Execute this notebook: Download locally

# Calibrating a GraphSAGE node classification model¶

This notebook demonstrates probability calibration for multi-class node attribute inference. The classifier used is GraphSAGE and the dataset is the citation network Pubmed-Diabetes. Our task is to predict the subject of a paper (the nodes in the graph) that is one of 3 classes. The data are the network structure and for each paper a 500-dimensional TF/IDF word vector.

The notebook demonstrates the use of StellarGraph’s `TemperatureCalibration`

and `IsotonicCalibration`

classes as well as supporting methods for calculating the Expected Calibration Error (ECE) and plotting reliability diagrams [2].

Since the focus of this notebook is to demonstrate the calibration of StellarGraph’s graph neural network models for classification, we do not go into detail on the training and evaluation of said models. We suggest the reader consider the following notebook for more details on how to train and evaluate a GraphSAGE model for node attribute inference,

Stellargraph example: GraphSAGE on the CORA citation network

**References** 1. Inductive Representation Learning on Large Graphs. W.L. Hamilton, R. Ying, and J. Leskovec arXiv:1706.02216 [cs.SI], 2017. (link)

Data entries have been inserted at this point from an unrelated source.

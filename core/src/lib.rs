//! Adaptive tweet filtering engine.
//!
//! A [`controller::FilterController`] drives each topic through the tweet
//! stream in ascending id order. A fresh [`filter::Filter`] decides every
//! tweet on arrival and only learns the judgment of the tweets it chose to
//! retrieve, plus the topic's seed tweet.

pub mod classifier;
pub mod config;
pub mod controller;
pub mod error;
pub mod eval;
pub mod filter;
pub mod model;
pub mod output;
pub mod qrels;
pub mod store;
pub mod tokenizer;
pub mod topics;
pub mod vector;

pub use error::{FilterError, Result};
pub use model::{Decision, Relevance, Topic, TopicNumber, Tweet, TweetId, User};
use std::collections::BTreeMap;

/// Sparse term weights with a cached total weight.
///
/// Entries live in a `BTreeMap` so iteration, and therefore every floating
/// point sum, happens in the same order on every run.
#[derive(Debug, Clone, Default, PartialEq)]
pub struct TermVector {
    weights: BTreeMap<String, f64>,
    total: f64,
}

impl TermVector {
    pub fn new() -> Self {
        Self::default()
    }

    /// Every distinct term gets weight 1.
    pub fn presence<I, S>(terms: I) -> Self
    where
        I: IntoIterator<Item = S>,
        S: Into<String>,
    {
        let weights = terms.into_iter().map(|t| (t.into(), 1.0)).collect();
        Self::from_weights(weights)
    }

    /// Each occurrence of a term adds 1 to its weight.
    pub fn frequencies<I, S>(terms: I) -> Self
    where
        I: IntoIterator<Item = S>,
        S: Into<String>,
    {
        let mut weights = BTreeMap::new();
        for term in terms {
            *weights.entry(term.into()).or_insert(0.0) += 1.0;
        }
        Self::from_weights(weights)
    }

    fn from_weights(weights: BTreeMap<String, f64>) -> Self {
        let mut v = Self { weights, total: 0.0 };
        v.recompute_total();
        v
    }

    pub fn add(&mut self, term: &str, delta: f64) {
        match self.weights.get_mut(term) {
            Some(w) => *w += delta,
            None => {
                self.weights.insert(term.to_string(), delta);
            }
        }
        self.recompute_total();
    }

    /// Add every entry of `source`, multiplied by `factor`.
    pub fn scale_and_merge(&mut self, source: &TermVector, factor: f64) {
        for (term, weight) in &source.weights {
            *self.weights.entry(term.clone()).or_insert(0.0) += weight * factor;
        }
        self.recompute_total();
    }

    /// Negative weights become zero. Entries are never removed.
    pub fn clip_negative(&mut self) {
        for w in self.weights.values_mut() {
            if *w < 0.0 {
                *w = 0.0;
            }
        }
        self.recompute_total();
    }

    pub fn total_weight(&self) -> f64 {
        self.total
    }

    /// Weight of `term`, 0 when absent.
    pub fn weight(&self, term: &str) -> f64 {
        self.weights.get(term).copied().unwrap_or(0.0)
    }

    pub fn contains(&self, term: &str) -> bool {
        self.weights.contains_key(term)
    }

    /// Sum of the weights of the given terms that occur in this vector.
    /// Callers pass distinct terms; a repeated term counts each time.
    pub fn score<'a, I>(&self, terms: I) -> f64
    where
        I: IntoIterator<Item = &'a str>,
    {
        terms.into_iter().filter_map(|t| self.weights.get(t)).sum()
    }

    pub fn iter(&self) -> impl Iterator<Item = (&str, f64)> + '_ {
        self.weights.iter().map(|(t, w)| (t.as_str(), *w))
    }

    pub fn len(&self) -> usize {
        self.weights.len()
    }

    pub fn is_empty(&self) -> bool {
        self.weights.is_empty()
    }

    /// Entries by descending weight, ties broken by term.
    pub fn ranked(&self) -> Vec<(&str, f64)> {
        let mut entries: Vec<(&str, f64)> = self.iter().collect();
        entries.sort_by(|a, b| b.1.total_cmp(&a.1).then_with(|| a.0.cmp(b.0)));
        entries
    }

    fn recompute_total(&mut self) {
        self.total = self.weights.values().sum();
    }
}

On Calibration of Modern Neural Networks. C. Guo, G. Pleiss, Y. Sun, and K. Q. Weinberger. ICML 2017. (link)

```
[3]:
```

```
import networkx as nx
import pandas as pd
import os
import itertools
import stellargraph as sg
from stellargraph.mapper import GraphSAGENodeGenerator
from stellargraph.layer import GraphSAGE
from tensorflow.keras import layers, optimizers, losses, metrics, Model
import tensorflow as tf
import numpy as np
from sklearn import preprocessing, feature_extraction, model_selection
from sklearn.calibration import calibration_curve
from sklearn.linear_model import LogisticRegressionCV
from sklearn.isotonic import IsotonicRegression
from sklearn.metrics import accuracy_score
from stellargraph.calibration import TemperatureCalibration, IsotonicCalibration
from stellargraph.calibration import plot_reliability_diagram, expected_calibration_error
from stellargraph import datasets
from IPython.display import display, HTML
%matplotlib inline
```

```
[4]:
```

```
# Given a GraphSAGE model, a node generator, and the number of predictions per point
# this method makes n_predictions number of predictions and then returns the average
# prediction for each query node.
def predict(model, node_generator, n_predictions=1):
preds_ar = np.array([model.predict(node_generator) for _ in range(n_predictions)])
print(preds_ar.shape)
return np.mean(preds_ar, axis=0)
```

## Some global parameters¶

```
[5]:
```

```
epochs = 20 # number of training epochs for GraphSAGE model
n_predictions = 5 # number of predictions per query node
```

## Loading the Pubmed-Diabetes network data¶

(See the “Loading from Pandas” demo for details on how data can be loaded.)

```
[6]:
```

```
dataset = datasets.PubMedDiabetes()
display(HTML(dataset.description))
G, subjects = dataset.load()
```

```
[7]:
```

```
print(G.info())
```

```
StellarGraph: Undirected multigraph
Nodes: 19717, Edges: 44338
Node types:
paper: [19717]
Features: float32 vector, length 500
Edge types: paper-cites->paper
Edge types:
paper-cites->paper: [44338]
```

### Splitting the data¶

For machine learning, we want to take a subset of the nodes for training, and use the rest for testing. We’ll use scikit-learn again to do this.

```
[8]:
```

```
train_subjects, test_subjects = model_selection.train_test_split(
subjects, train_size=0.75, test_size=None, stratify=subjects
)
train_subjects, val_subjects = model_selection.train_test_split(
train_subjects, train_size=0.75, test_size=None, stratify=train_subjects
)
```

```
[9]:
```

```
len(train_subjects), len(val_subjects), len(test_subjects)
```

```
[9]:
```

```
(11090, 3697, 4930)
```

Note using stratified sampling gives the following counts:

```
[10]:
```

```
from collections import Counter
Counter(train_subjects), Counter(val_subjects), Counter(test_subjects)
```

```
[10]:
```

```
(Counter({3: 4353, 2: 4429, 1: 2308}),
Counter({2: 1477, 3: 1451, 1: 769}),
Counter({3: 1935, 2: 1969, 1: 1026}))
```

The training set has class imbalance that might need to be compensated, e.g., via using a weighted cross-entropy loss in model training, with class weights inversely proportional to class support. However, we will ignore the class imbalance in this example, for simplicity.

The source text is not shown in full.